• Aim of the task:
Please transcribe every record below exactly as written.

• Available records:

##########

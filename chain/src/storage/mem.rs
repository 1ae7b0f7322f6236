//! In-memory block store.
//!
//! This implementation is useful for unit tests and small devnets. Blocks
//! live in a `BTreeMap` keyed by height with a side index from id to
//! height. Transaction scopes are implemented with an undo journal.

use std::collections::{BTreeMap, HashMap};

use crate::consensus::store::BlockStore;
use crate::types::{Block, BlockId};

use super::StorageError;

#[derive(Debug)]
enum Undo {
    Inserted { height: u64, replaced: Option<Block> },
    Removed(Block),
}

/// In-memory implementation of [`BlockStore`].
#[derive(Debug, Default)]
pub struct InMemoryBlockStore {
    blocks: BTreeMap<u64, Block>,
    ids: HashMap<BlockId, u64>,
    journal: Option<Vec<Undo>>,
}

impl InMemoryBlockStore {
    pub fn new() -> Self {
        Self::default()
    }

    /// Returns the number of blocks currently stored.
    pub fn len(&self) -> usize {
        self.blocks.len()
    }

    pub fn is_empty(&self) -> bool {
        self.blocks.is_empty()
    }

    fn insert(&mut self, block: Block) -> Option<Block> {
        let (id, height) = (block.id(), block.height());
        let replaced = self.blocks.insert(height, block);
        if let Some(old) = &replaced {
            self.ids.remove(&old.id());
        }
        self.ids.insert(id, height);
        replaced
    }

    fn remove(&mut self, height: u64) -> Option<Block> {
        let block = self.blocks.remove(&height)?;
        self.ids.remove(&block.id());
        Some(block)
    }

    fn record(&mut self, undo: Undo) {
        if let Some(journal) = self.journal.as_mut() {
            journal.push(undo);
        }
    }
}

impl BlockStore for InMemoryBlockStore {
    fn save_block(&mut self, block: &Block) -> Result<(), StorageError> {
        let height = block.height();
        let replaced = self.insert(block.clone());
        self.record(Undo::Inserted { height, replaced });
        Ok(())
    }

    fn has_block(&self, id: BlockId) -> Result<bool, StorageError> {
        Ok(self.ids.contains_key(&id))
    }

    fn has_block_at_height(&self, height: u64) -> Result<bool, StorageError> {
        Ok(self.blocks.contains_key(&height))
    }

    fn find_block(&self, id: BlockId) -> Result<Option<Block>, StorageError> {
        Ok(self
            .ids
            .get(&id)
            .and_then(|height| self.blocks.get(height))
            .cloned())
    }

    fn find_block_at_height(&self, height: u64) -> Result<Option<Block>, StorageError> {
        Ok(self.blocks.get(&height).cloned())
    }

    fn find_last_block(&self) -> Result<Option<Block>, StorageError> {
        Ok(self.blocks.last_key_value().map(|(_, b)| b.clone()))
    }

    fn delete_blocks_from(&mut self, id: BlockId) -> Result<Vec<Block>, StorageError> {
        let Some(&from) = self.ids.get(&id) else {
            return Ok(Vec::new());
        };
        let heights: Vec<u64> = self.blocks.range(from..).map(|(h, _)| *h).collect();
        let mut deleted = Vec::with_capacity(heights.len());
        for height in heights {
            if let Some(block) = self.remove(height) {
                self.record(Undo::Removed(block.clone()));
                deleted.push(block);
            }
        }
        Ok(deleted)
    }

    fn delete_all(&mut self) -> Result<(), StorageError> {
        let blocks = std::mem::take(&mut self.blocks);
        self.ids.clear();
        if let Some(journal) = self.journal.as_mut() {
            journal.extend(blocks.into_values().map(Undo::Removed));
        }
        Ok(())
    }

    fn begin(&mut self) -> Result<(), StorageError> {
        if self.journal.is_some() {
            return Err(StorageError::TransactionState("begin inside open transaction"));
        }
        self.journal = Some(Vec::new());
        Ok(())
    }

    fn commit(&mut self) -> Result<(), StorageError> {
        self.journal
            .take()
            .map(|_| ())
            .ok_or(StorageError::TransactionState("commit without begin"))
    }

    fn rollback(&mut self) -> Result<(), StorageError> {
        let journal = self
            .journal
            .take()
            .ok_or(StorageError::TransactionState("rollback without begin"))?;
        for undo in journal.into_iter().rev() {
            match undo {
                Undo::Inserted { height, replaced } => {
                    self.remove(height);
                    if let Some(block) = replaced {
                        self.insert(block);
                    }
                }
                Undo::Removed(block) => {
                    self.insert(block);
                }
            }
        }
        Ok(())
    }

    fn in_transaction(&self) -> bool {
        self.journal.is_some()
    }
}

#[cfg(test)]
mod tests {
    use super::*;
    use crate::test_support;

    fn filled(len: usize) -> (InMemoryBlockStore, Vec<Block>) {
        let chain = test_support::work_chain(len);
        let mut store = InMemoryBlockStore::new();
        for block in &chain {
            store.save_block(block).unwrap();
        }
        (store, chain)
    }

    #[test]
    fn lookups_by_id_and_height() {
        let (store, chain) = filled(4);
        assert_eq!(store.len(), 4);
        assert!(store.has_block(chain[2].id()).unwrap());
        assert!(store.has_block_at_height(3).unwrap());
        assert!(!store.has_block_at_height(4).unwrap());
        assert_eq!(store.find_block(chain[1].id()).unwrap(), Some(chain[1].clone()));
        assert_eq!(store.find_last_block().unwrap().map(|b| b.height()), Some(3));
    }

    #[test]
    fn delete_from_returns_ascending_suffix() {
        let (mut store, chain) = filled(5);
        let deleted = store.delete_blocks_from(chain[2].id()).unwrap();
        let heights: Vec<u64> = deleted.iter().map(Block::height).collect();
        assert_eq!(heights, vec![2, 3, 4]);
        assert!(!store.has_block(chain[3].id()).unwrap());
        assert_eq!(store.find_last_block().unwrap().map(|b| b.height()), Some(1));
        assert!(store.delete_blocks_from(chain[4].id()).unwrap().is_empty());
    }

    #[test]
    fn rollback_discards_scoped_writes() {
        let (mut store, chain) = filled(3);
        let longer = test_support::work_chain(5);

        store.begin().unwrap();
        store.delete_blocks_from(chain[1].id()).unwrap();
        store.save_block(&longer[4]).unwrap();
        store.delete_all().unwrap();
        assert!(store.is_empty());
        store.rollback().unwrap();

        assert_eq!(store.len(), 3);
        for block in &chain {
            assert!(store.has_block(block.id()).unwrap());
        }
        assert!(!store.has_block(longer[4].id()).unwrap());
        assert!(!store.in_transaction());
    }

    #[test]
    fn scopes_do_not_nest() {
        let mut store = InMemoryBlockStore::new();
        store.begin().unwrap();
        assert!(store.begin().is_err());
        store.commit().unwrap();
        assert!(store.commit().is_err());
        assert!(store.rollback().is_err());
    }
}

##########

• Task response:
filename chain/src/storage/mem.rs
repository 1ae7b0f7322f6236
//! In-memory block store.
//!
//! This implementation is useful for unit tests and small devnets. Blocks
//! live in a `BTreeMap` keyed by height with a side index from id to
//! height. Transaction scopes are implemented with an undo journal.

use std::collections::{BTreeMap, HashMap};

use crate::consensus::store::BlockStore;
use crate::types::{Block, BlockId};

use super::StorageError;

#[derive(Debug)]
enum Undo {
    Inserted { height: u64, replaced: Option<Block> },
    Removed(Block),
}

/// In-memory implementation of [`BlockStore`].
#[derive(Debug, Default)]
pub struct InMemoryBlockStore {
    blocks: BTreeMap<u64, Block>,
    ids: HashMap<BlockId, u64>,
    journal: Option<Vec<Undo>>,
}

impl InMemoryBlockStore {
    pub fn new() -> Self {
        Self::default()
    }

    /// Returns the number of blocks currently stored.
    pub fn len(&self) -> usize {
        self.blocks.len()
    }

    pub fn is_empty(&self) -> bool {
        self.blocks.is_empty()
    }

    fn insert(&mut self, block: Block) -> Option<Block> {
        let (id, height) = (block.id(), block.height());
        let replaced = self.blocks.insert(height, block);
        if let Some(old) = &replaced {
            self.ids.remove(&old.id());
        }
        self.ids.insert(id, height);
        replaced
    }

    fn remove(&mut self, height: u64) -> Option<Block> {
        let block = self.blocks.remove(&height)?;
        self.ids.remove(&block.id());
        Some(block)
    }

    fn record(&mut self, undo: Undo) {
        if let Some(journal) = self.journal.as_mut() {
            journal.push(undo);
        }
    }
}

impl BlockStore for InMemoryBlockStore {
    fn save_block(&mut self, block: &Block) -> Result<(), StorageError> {
        let height = block.height();
        let replaced = self.insert(block.clone());
        self.record(Undo::Inserted { height, replaced });
        Ok(())
    }

    fn has_block(&self, id: BlockId) -> Result<bool, StorageError> {
        Ok(self.ids.contains_key(&id))
    }

    fn has_block_at_height(&self, height: u64) -> Result<bool, StorageError> {
        Ok(self.blocks.contains_key(&height))
    }

    fn find_block(&self, id: BlockId) -> Result<Option<Block>, StorageError> {
        Ok(self
            .ids
            .get(&id)
            .and_then(|height| self.blocks.get(height))
            .cloned())
    }

    fn find_block_at_height(&self, height: u64) -> Result<Option<Block>, StorageError> {
        Ok(self.blocks.get(&height).cloned())
    }

    fn find_last_block(&self) -> Result<Option<Block>, StorageError> {
        Ok(self.blocks.last_key_value().map(|(_, b)| b.clone()))
    }

    fn delete_blocks_from(&mut self, id: BlockId) -> Result<Vec<Block>, StorageError> {
        let Some(&from) = self.ids.get(&id) else {
            return Ok(Vec::new());
        };
        let heights: Vec<u64> = self.blocks.range(from..).map(|(h, _)| *h).collect();
        let mut deleted = Vec::with_capacity(heights.len());
        for height in heights {
            if let Some(block) = self.remove(height) {
                self.record(Undo::Removed(block.clone()));
                deleted.push(block);
            }
        }
        Ok(deleted)
    }

    fn delete_all(&mut self) -> Result<(), StorageError> {
        let blocks = std::mem::take(&mut self.blocks);
        self.ids.clear();
        if let Some(journal) = self.journal.as_mut() {
            journal.extend(blocks.into_values().map(Undo::Removed));
        }
        Ok(())
    }

    fn begin(&mut self) -> Result<(), StorageError> {
        if self.journal.is_some() {
            return Err(StorageError::TransactionState("begin inside open transaction"));
        }
        self.journal = Some(Vec::new());
        Ok(())
    }

    fn commit(&mut self) -> Result<(), StorageError> {
        self.journal
            .take()
            .map(|_| ())
            .ok_or(StorageError::TransactionState("commit without begin"))
    }

    fn rollback(&mut self) -> Result<(), StorageError> {
        let journal = self
            .journal
            .take()
            .ok_or(StorageError::TransactionState("rollback without begin"))?;
        for undo in journal.into_iter().rev() {
            match undo {
                Undo::Inserted { height, replaced } => {
                    self.remove(height);
                    if let Some(block) = replaced {
                        self.insert(block);
                    }
                }
                Undo::Removed(block) => {
                    self.insert(block);
                }
            }
        }
        Ok(())
    }

    fn in_transaction(&self) -> bool {
        self.journal.is_some()
    }
}

#[cfg(test)]
mod tests {
    use super::*;
    use crate::test_support;

    fn filled(len: usize) -> (InMemoryBlockStore, Vec<Block>) {
        let chain = test_support::work_chain(len);
        let mut store = InMemoryBlockStore::new();
        for block in &chain {
            store.save_block(block).unwrap();
        }
        (store, chain)
    }

    #[test]
    fn lookups_by_id_and_height() {
        let (store, chain) = filled(4);
        assert_eq!(store.len(), 4);
        assert!(store.has_block(chain[2].id()).unwrap());
        assert!(store.has_block_at_height(3).unwrap());
        assert!(!store.has_block_at_height(4).unwrap());
        assert_eq!(store.find_block(chain[1].id()).unwrap(), Some(chain[1].clone()));
        assert_eq!(store.find_last_block().unwrap().map(|b| b.height()), Some(3));
    }

    #[test]
    fn delete_from_returns_ascending_suffix() {
        let (mut store, chain) = filled(5);
        let deleted = store.delete_blocks_from(chain[2].id()).unwrap();
        let heights: Vec<u64> = deleted.iter().map(Block::height).collect();
        assert_eq!(heights, vec![2, 3, 4]);
        assert!(!store.has_block(chain[3].id()).unwrap());
        assert_eq!(store.find_last_block().unwrap().map(|b| b.height()), Some(1));
        assert!(store.delete_blocks_from(chain[4].id()).unwrap().is_empty());
    }

    #[test]
    fn rollback_discards_scoped_writes() {
        let (mut store, chain) = filled(3);
        let longer = test_support::work_chain(5);

        store.begin().unwrap();
        store.delete_blocks_from(chain[1].id()).unwrap();
        store.save_block(&longer[4]).unwrap();
        store.delete_all().unwrap();
        assert!(store.is_empty());
        store.rollback().unwrap();

        assert_eq!(store.len(), 3);
        for block in &chain {
            assert!(store.has_block(block.id()).unwrap());
        }
        assert!(!store.has_block(longer[4].id()).unwrap());
        assert!(!store.in_transaction());
    }

    #[test]
    fn scopes_do_not_nest() {
        let mut store = InMemoryBlockStore::new();
        store.begin().unwrap();
        assert!(store.begin().is_err());
        store.commit().unwrap();
        assert!(store.commit().is_err());
        assert!(store.rollback().is_err());
    }
}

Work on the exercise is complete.